Menteri Investasi, Bahlil Lahadalia, menegaskan langkah-langkah konkret untuk memastikan pasokan minyak dan gas dari Rusia ke Indonesia. Pernyataan ini disampaikan setelah pertemuan bilateral yang berlangsung baru-baru ini, yang bertujuan untuk meningkatkan kerjasama di sektor energi antara kedua negara. Ia menggarisbawahi pentingnya pasokan energi yang stabil bagi Indonesia dalam memenuhi kebutuhan domestiknya.
Bahlil menjelaskan bahwa kerjasama energi antara Indonesia dan Rusia telah lama terjalin, dan pertemuan kali ini merupakan upaya untuk memperkuat komitmen tersebut. “Pasokan energi adalah fondasi yang kuat untuk pertumbuhan ekonomi kita. Saya pastikan, kebutuhan akan minyak dan gas dari Rusia akan terpenuhi sesuai dengan perintah yang telah diberikan,” ungkapnya.
Dari pertemuan tersebut, Bahlil juga menambahkan bahwa Indonesia akan menerima dukungan teknis dan investasi dari Rusia dalam pengembangan sektor energi. “Kami ingin memastikan bahwa semua potensi yang ada dapat dikelola dengan baik, dan kerjasama ini adalah langkah awal yang baik untuk mencapai tujuan tersebut,” lanjutnya.
Kementerian Energi dan Sumber Daya Mineral (ESDM) juga mengapresiasi langkah ini, dengan menyatakan bahwa penguatan pasokan energi dari Rusia dapat membantu menstabilkan harga energi domestik yang saat ini masih fluktuatif. Seorang pejabat di ESDM yang enggan disebutkan namanya menyatakan, “Dengan adanya dukungan dari Rusia, kami berharap dapat mengurangi ketergantungan pada pasokan dari negara lain yang lebih jauh.”
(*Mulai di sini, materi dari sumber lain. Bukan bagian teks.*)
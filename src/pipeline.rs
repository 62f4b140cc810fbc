//! One unit of work per `(domain, period)`: aggregate, then upsert.
//!
//! Units share no in-memory state and each opens its own store handle, so a
//! batch of them runs in parallel. Failures are logged with their full
//! detail where they happen; callers only see a [`SummaryError`] naming the
//! domain, the period, and what kind of failure it was.

use rayon::prelude::*;
use rayon::{ThreadPoolBuildError, ThreadPoolBuilder};
use thiserror::Error;
use tracing::{info, info_span, warn};

use super::aggregate::aggregate;
use super::message::MessageRecord;
use super::period::PeriodKey;
use super::store::{StoreError, SummaryStore};
use super::writer::{self, WriteError, WriteOutcome};

/// Messages for one domain over one period.
#[derive(Clone, Debug, PartialEq)]
pub struct SummaryJob {
	pub domain: String,
	pub period: PeriodKey,
	pub messages: Vec<MessageRecord>
}

#[derive(Clone, Copy, Debug, PartialEq, Eq)]
pub enum FailureKind {
	Classification,
	Unavailable,
	DomainNotFound,
	Query,
	TransactionStep,
	TransactionCommit
}

impl From<&WriteError> for FailureKind {
	fn from(err: &WriteError) -> FailureKind {
		match err {
			WriteError::Begin(_) => FailureKind::Unavailable,
			WriteError::DomainNotFound(_) => FailureKind::DomainNotFound,
			WriteError::Query { .. } => FailureKind::Query,
			WriteError::Step { .. } => FailureKind::TransactionStep,
			WriteError::Commit(_) => FailureKind::TransactionCommit,
		}
	}
}

#[derive(Clone, Debug, PartialEq, Eq, Error)]
#[error("unable to complete aggregation for {domain} ({period})")]
pub struct SummaryError {
	kind: FailureKind,
	domain: String,
	period: PeriodKey
}

impl SummaryError {
	fn new(kind: FailureKind, job: &SummaryJob) -> SummaryError {
		SummaryError {
			kind,
			domain: job.domain.clone(),
			period: job.period,
		}
	}

	pub fn kind(&self) -> FailureKind {
		self.kind
	}

	pub fn domain(&self) -> &str {
		&self.domain
	}

	pub fn period(&self) -> &PeriodKey {
		&self.period
	}
}

/// Aggregates a job's messages and writes the summary. Safe to retry: a rerun overwrites the same slot.
pub fn run<S>(store: &mut S, job: &SummaryJob) -> Result<WriteOutcome, SummaryError>
	where S: SummaryStore + ?Sized
{
	let span = info_span!("summary", domain = %job.domain, period = %job.period);
	let _guard = span.enter();

	let result = aggregate(&job.messages, &job.domain, &job.period).map_err(|err| {
		warn!(error = %err, action = "aggregate", "rejecting batch");
		SummaryError::new(FailureKind::Classification, job)
	})?;

	writer::write_summary(store, &job.domain, &job.period, &result)
		.map_err(|err| SummaryError::new(FailureKind::from(&err), job))
}

#[derive(Debug, Default)]
pub struct BatchReport {
	pub created: usize,
	pub replaced: usize,
	pub failures: Vec<SummaryError>
}

impl BatchReport {
	pub fn succeeded(&self) -> bool {
		self.failures.is_empty()
	}
}

/// Runs every job on `workers` threads. `open` is called once per job for a fresh store handle.
pub fn run_batch<F, S>(jobs: &[SummaryJob], workers: usize, open: F) -> Result<BatchReport, ThreadPoolBuildError>
	where
		F: Fn() -> Result<S, StoreError> + Sync,
		S: SummaryStore
{
	let pool = ThreadPoolBuilder::new().num_threads(workers.max(1)).build()?;

	let results: Vec<Result<WriteOutcome, SummaryError>> = pool.install(|| {
		jobs.par_iter()
			.map(|job| {
				let mut store = open().map_err(|err| {
					warn!(domain = %job.domain, period = %job.period, error = %err, action = "open_store", "storage unavailable");
					SummaryError::new(FailureKind::Unavailable, job)
				})?;
				run(&mut store, job)
			})
			.collect()
	});

	let mut report = BatchReport::default();
	for result in results {
		match result {
			Ok(WriteOutcome::Created(_)) => report.created += 1,
			Ok(WriteOutcome::Replaced(_)) => report.replaced += 1,
			Err(err) => report.failures.push(err),
		}
	}

	info!(
		jobs = jobs.len(),
		created = report.created,
		replaced = report.replaced,
		failed = report.failures.len(),
		"batch finished"
	);

	Ok(report)
}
Selama pertemuan tersebut, Bahlil dan delegasi Rusia juga membahas berbagai isu terkait investasi energi, termasuk potensi proyek gas alam dan pengembangan infrastruktur pendukung. Hal ini diharapkan dapat membuka peluang baru bagi investor lokal dan asing, serta memperkuat posisi Indonesia sebagai salah satu pemain utama di pasar energi regional.
Saksi mata yang hadir dalam pertemuan itu, seorang analis pasar energi, mengatakan, “Inisiatif ini sangat penting, terutama di tengah tantangan global yang dihadapi industri energi. Pasokan yang terjamin dari Rusia dapat memberikan dampak positif bagi perekonomian Indonesia.”
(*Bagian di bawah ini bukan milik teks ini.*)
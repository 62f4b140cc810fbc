//! Input feed: turns DMARC aggregate report files into per-domain, per-period batches.

pub mod types;

use flate2::read::GzDecoder;
use simple_error::{bail, SimpleError};
use std::boxed::Box;
use std::collections::{BTreeMap, BTreeSet, HashSet};
use std::error::Error;
use std::fs;
use std::io::{prelude::*, Cursor};
use std::path::{Path, PathBuf};
use tracing::{debug, warn};

use crate::message::MessageRecord;
use crate::period::{self, PeriodKey};
use crate::pipeline::SummaryJob;

#[derive(Clone, Copy, Debug, PartialEq, Eq)]
pub enum ReportFileType {
	Gzip,
	Zip,
	Xml
}

impl ReportFileType {
	/// Guesses the container from the file extension.
	pub fn from_path(path: &Path) -> Option<ReportFileType> {
		let extension = path.extension()?.to_str()?.to_lowercase();
		match extension.as_str() {
			"gz" | "gzip" => Some(ReportFileType::Gzip),
			"zip" => Some(ReportFileType::Zip),
			"xml" => Some(ReportFileType::Xml),
			_ => None,
		}
	}
}

/// Given a report type and the raw data in bytes, decompresses the report into a String containing XML.
pub fn read_report(report_type: ReportFileType, data: Vec<u8>) -> Result<String, Box<dyn Error>> {
	let body_reader = Cursor::new(data);
	match report_type {
		ReportFileType::Gzip => {
			let mut d = GzDecoder::new(body_reader);
			let mut result = String::new();
			d.read_to_string(&mut result)?;
			Ok(result)
		},
		ReportFileType::Zip => {
			let mut archive = zip::ZipArchive::new(body_reader)?;

			if archive.len() != 1 {
				bail!("ZIP archive has multiple or no files");
			}

			let mut report_file = archive.by_index(0)?;
			let mut result = String::new();
			report_file.read_to_string(&mut result)?;
			Ok(result)
		},
		ReportFileType::Xml => Ok(String::from_utf8(body_reader.into_inner())?),
	}
}

pub fn parse_report(xml: &str) -> Result<types::Report, Box<dyn Error>> {
	let report: types::Report = serde_xml_rs::from_str(xml)?;
	if report.policy_published.domain.trim().is_empty() {
		bail!("report '{}' has no published policy domain", report.report_metadata.report_id);
	}
	if report.report_metadata.date_range.begin <= 0 {
		bail!("report '{}' has no date range", report.report_metadata.report_id);
	}
	Ok(report)
}

/// Reads one report file from disk.
pub fn load_report(path: &Path) -> Result<types::Report, Box<dyn Error>> {
	let report_type = ReportFileType::from_path(path)
		.ok_or_else(|| SimpleError::new(format!("unrecognized report file type: {}", path.display())))?;

	let data = fs::read(path)?;
	parse_report(&read_report(report_type, data)?)
}

/// Loads every report in `folder`, in path order. Files that can't be read or parsed are skipped.
///
/// A report is identified by its `(org_name, report_id)`. Only the first file
/// carrying a given identity is kept, so a report saved twice (say as `.xml`
/// and `.xml.gz`) is counted once.
pub fn load_reports(folder: &Path) -> Result<Vec<types::Report>, Box<dyn Error>> {
	let mut paths: Vec<PathBuf> = fs::read_dir(folder)?
		.filter_map(|entry| entry.ok().map(|e| e.path()))
		.filter(|path| path.is_file() && ReportFileType::from_path(path).is_some())
		.collect();
	paths.sort();

	let mut seen: HashSet<(String, String)> = HashSet::new();
	let mut reports = Vec::new();
	for path in paths {
		match load_report(&path) {
			Ok(report) => {
				let metadata = &report.report_metadata;
				if !metadata.report_id.is_empty()
					&& !seen.insert((metadata.org_name.clone(), metadata.report_id.clone())) {
					warn!(
						path = %path.display(),
						org = %metadata.org_name,
						report = %metadata.report_id,
						"skipping duplicate report"
					);
					continue;
				}
				debug!(path = %path.display(), records = report.record.len(), "loaded report");
				reports.push(report);
			},
			Err(err) => warn!(path = %path.display(), error = %err, "skipping unreadable report"),
		}
	}

	Ok(reports)
}

/// Buckets report records by `(policy domain, period)`.
///
/// Every report counts toward the calendar month its date range begins in.
/// Reports whose range ends within `window_days` of `now` (unix seconds) also
/// count toward the rolling `thirtyDays` period. A domain with no report in
/// the window still gets an empty `thirtyDays` job, so its rolling summary
/// drops to zero instead of keeping stale counts.
pub fn group_reports(reports: &[types::Report], now: i64, window_days: u32) -> Vec<SummaryJob> {
	let mut groups: BTreeMap<(String, PeriodKey), Vec<MessageRecord>> = BTreeMap::new();

	for report in reports {
		let domain = report.policy_published.domain.trim().to_lowercase();
		let range = &report.report_metadata.date_range;

		let month = match PeriodKey::month_of_timestamp(range.begin) {
			Ok(month) => month,
			Err(err) => {
				warn!(domain = %domain, report = %report.report_metadata.report_id, error = %err, "skipping report with bad date range");
				continue;
			},
		};

		let mut periods = vec![month];
		if period::within_rolling_window(range.end, now, window_days) {
			periods.push(PeriodKey::ThirtyDays);
		}

		let messages: Vec<MessageRecord> = report.record.iter().map(|r| r.to_message()).collect();
		for period in periods {
			groups.entry((domain.clone(), period)).or_default().extend(messages.iter().cloned());
		}
	}

	let domains: BTreeSet<String> = groups.keys().map(|(domain, _)| domain.clone()).collect();
	let rolling: BTreeSet<String> = groups.keys()
		.filter(|(_, period)| period.is_rolling())
		.map(|(domain, _)| domain.clone())
		.collect();
	for domain in domains.difference(&rolling) {
		debug!(domain = %domain, "no reports in the rolling window");
		groups.insert((domain.clone(), PeriodKey::ThirtyDays), Vec::new());
	}

	groups.into_iter()
		.map(|((domain, period), messages)| SummaryJob { domain, period, messages })
		.collect()
}

#[cfg(test)]
mod tests {
	use super::*;
	use crate::message::Verdict;
	use flate2::write::GzEncoder;
	use flate2::Compression;
	use std::io::Write;

	// 2021-01-01 .. 2021-01-02 UTC
	const REPORT: &str = r#"<?xml version="1.0" encoding="UTF-8" ?>
<feedback>
  <report_metadata>
    <org_name>google.com</org_name>
    <email>noreply-dmarc-support@google.com</email>
    <report_id>1234567890</report_id>
    <date_range>
      <begin>1609459200</begin>
      <end>1609545599</end>
    </date_range>
  </report_metadata>
  <policy_published>
    <domain>Domain.ca</domain>
    <adkim>r</adkim>
    <aspf>r</aspf>
    <p>none</p>
    <sp>none</sp>
    <pct>100</pct>
  </policy_published>
  <record>
    <row>
      <source_ip>192.0.2.10</source_ip>
      <count>3</count>
      <policy_evaluated>
        <disposition>none</disposition>
        <dkim>pass</dkim>
        <spf>fail</spf>
      </policy_evaluated>
    </row>
    <identifiers>
      <header_from>domain.ca</header_from>
    </identifiers>
    <auth_results>
      <dkim>
        <domain>domain.ca</domain>
        <result>pass</result>
        <selector>selector1</selector>
      </dkim>
      <spf>
        <domain>mailer.example</domain>
        <result>pass</result>
      </spf>
    </auth_results>
  </record>
  <record>
    <row>
      <source_ip>198.51.100.20</source_ip>
      <count>1</count>
      <policy_evaluated>
        <disposition>none</disposition>
        <dkim>pass</dkim>
        <spf>pass</spf>
      </policy_evaluated>
    </row>
    <identifiers>
      <header_from>domain.ca</header_from>
    </identifiers>
    <auth_results>
      <dkim>
        <domain>domain.ca</domain>
        <result>pass</result>
        <selector>selector1</selector>
      </dkim>
      <spf>
        <domain>domain.ca</domain>
        <result>pass</result>
      </spf>
    </auth_results>
  </record>
</feedback>
"#;

	const JAN_2ND: i64 = 1_609_545_599;

	#[test]
	fn parses_aggregate_report() {
		let report = parse_report(REPORT).unwrap();
		assert_eq!(report.report_metadata.report_id, "1234567890");
		assert_eq!(report.policy_published.pct, 100);
		assert_eq!(report.record.len(), 2);

		let message = report.record[0].to_message();
		assert_eq!(message.source_ip, "192.0.2.10");
		assert_eq!(message.spf, Some(Verdict::Fail));
		assert_eq!(message.dkim, Some(Verdict::Pass));
		assert_eq!(message.count, 3);
		assert_eq!(message.dkim_results[0].selector, "selector1");
		assert_eq!(message.spf_results[0].domain, "mailer.example");
	}

	#[test]
	fn decompresses_gzip_and_zip() {
		let mut gz = GzEncoder::new(Vec::new(), Compression::default());
		gz.write_all(REPORT.as_bytes()).unwrap();
		let gz = gz.finish().unwrap();
		assert_eq!(read_report(ReportFileType::Gzip, gz).unwrap(), REPORT);

		let mut buffer = Cursor::new(Vec::new());
		{
			let mut archive = zip::ZipWriter::new(&mut buffer);
			archive.start_file("report.xml", zip::write::FileOptions::default()).unwrap();
			archive.write_all(REPORT.as_bytes()).unwrap();
			archive.finish().unwrap();
		}
		assert_eq!(read_report(ReportFileType::Zip, buffer.into_inner()).unwrap(), REPORT);
	}

	#[test]
	fn empty_zip_is_rejected() {
		let mut buffer = Cursor::new(Vec::new());
		{
			let mut archive = zip::ZipWriter::new(&mut buffer);
			archive.finish().unwrap();
		}
		assert!(read_report(ReportFileType::Zip, buffer.into_inner()).is_err());
	}

	#[test]
	fn file_types_by_extension() {
		assert_eq!(ReportFileType::from_path(Path::new("a/b.xml.gz")), Some(ReportFileType::Gzip));
		assert_eq!(ReportFileType::from_path(Path::new("b.ZIP")), Some(ReportFileType::Zip));
		assert_eq!(ReportFileType::from_path(Path::new("b.xml")), Some(ReportFileType::Xml));
		assert_eq!(ReportFileType::from_path(Path::new("notes.txt")), None);
	}

	#[test]
	fn recent_reports_also_feed_the_rolling_window() {
		let reports = vec![parse_report(REPORT).unwrap()];

		let jobs = group_reports(&reports, JAN_2ND + 86_400, 30);
		assert_eq!(jobs.len(), 2);
		assert_eq!(jobs[0].period, PeriodKey::ThirtyDays);
		assert_eq!(jobs[1].period.start_date(), "2021-01-01");
		assert!(jobs.iter().all(|j| j.domain == "domain.ca" && j.messages.len() == 2));
	}

	#[test]
	fn old_reports_leave_an_empty_rolling_window() {
		let reports = vec![parse_report(REPORT).unwrap()];

		let jobs = group_reports(&reports, JAN_2ND + 90 * 86_400, 30);
		assert_eq!(jobs.len(), 2);
		assert_eq!(jobs[0].domain, "domain.ca");
		assert_eq!(jobs[0].period, PeriodKey::ThirtyDays);
		assert!(jobs[0].messages.is_empty());
		assert_eq!(jobs[1].period.start_date(), "2021-01-01");
		assert_eq!(jobs[1].messages.len(), 2);
	}

	#[test]
	fn report_without_date_range_is_rejected() {
		let range = "<date_range>\n      <begin>1609459200</begin>\n      <end>1609545599</end>\n    </date_range>";
		assert!(REPORT.contains(range));
		let undated = REPORT.replace(range, "");
		assert!(parse_report(&undated).is_err());

		let epoch = REPORT.replace("<begin>1609459200</begin>", "<begin>0</begin>");
		assert!(parse_report(&epoch).is_err());
	}

	#[test]
	fn duplicate_reports_load_once() {
		let dir = tempfile::tempdir().unwrap();
		fs::write(dir.path().join("a.xml"), REPORT).unwrap();

		let mut gz = GzEncoder::new(Vec::new(), Compression::default());
		gz.write_all(REPORT.as_bytes()).unwrap();
		fs::write(dir.path().join("b.xml.gz"), gz.finish().unwrap()).unwrap();

		let other = REPORT.replace("<report_id>1234567890</report_id>", "<report_id>1234567891</report_id>");
		fs::write(dir.path().join("c.xml"), other).unwrap();

		let reports = load_reports(dir.path()).unwrap();
		let ids: Vec<&str> = reports.iter().map(|r| r.report_metadata.report_id.as_str()).collect();
		assert_eq!(ids, ["1234567890", "1234567891"]);
	}
}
Secara keseluruhan, Bahlil menyatakan harapannya agar kerjasama yang dibangun tidak hanya terbatas pada pasokan bahan baku, tetapi juga mencakup transfer teknologi dan peningkatan kapasitas sumber daya manusia di sektor energi. “Kerjasama ini adalah investasi masa depan. Kami ingin memastikan bahwa seluruh pihak dapat mengambil manfaat dari hubungan yang terjalin,” tegasnya.
Dengan langkah-langkah yang sudah diambil, Indonesia dan Rusia berkomitmen untuk terus menjalin kerjasama yang erat dan saling menguntungkan. Pemantauan akan terus dilakukan untuk menjamin keberlangsungan pasokan energi, dan diharapkan hasil dari kerjasama ini dapat terlihat dalam waktu dekat.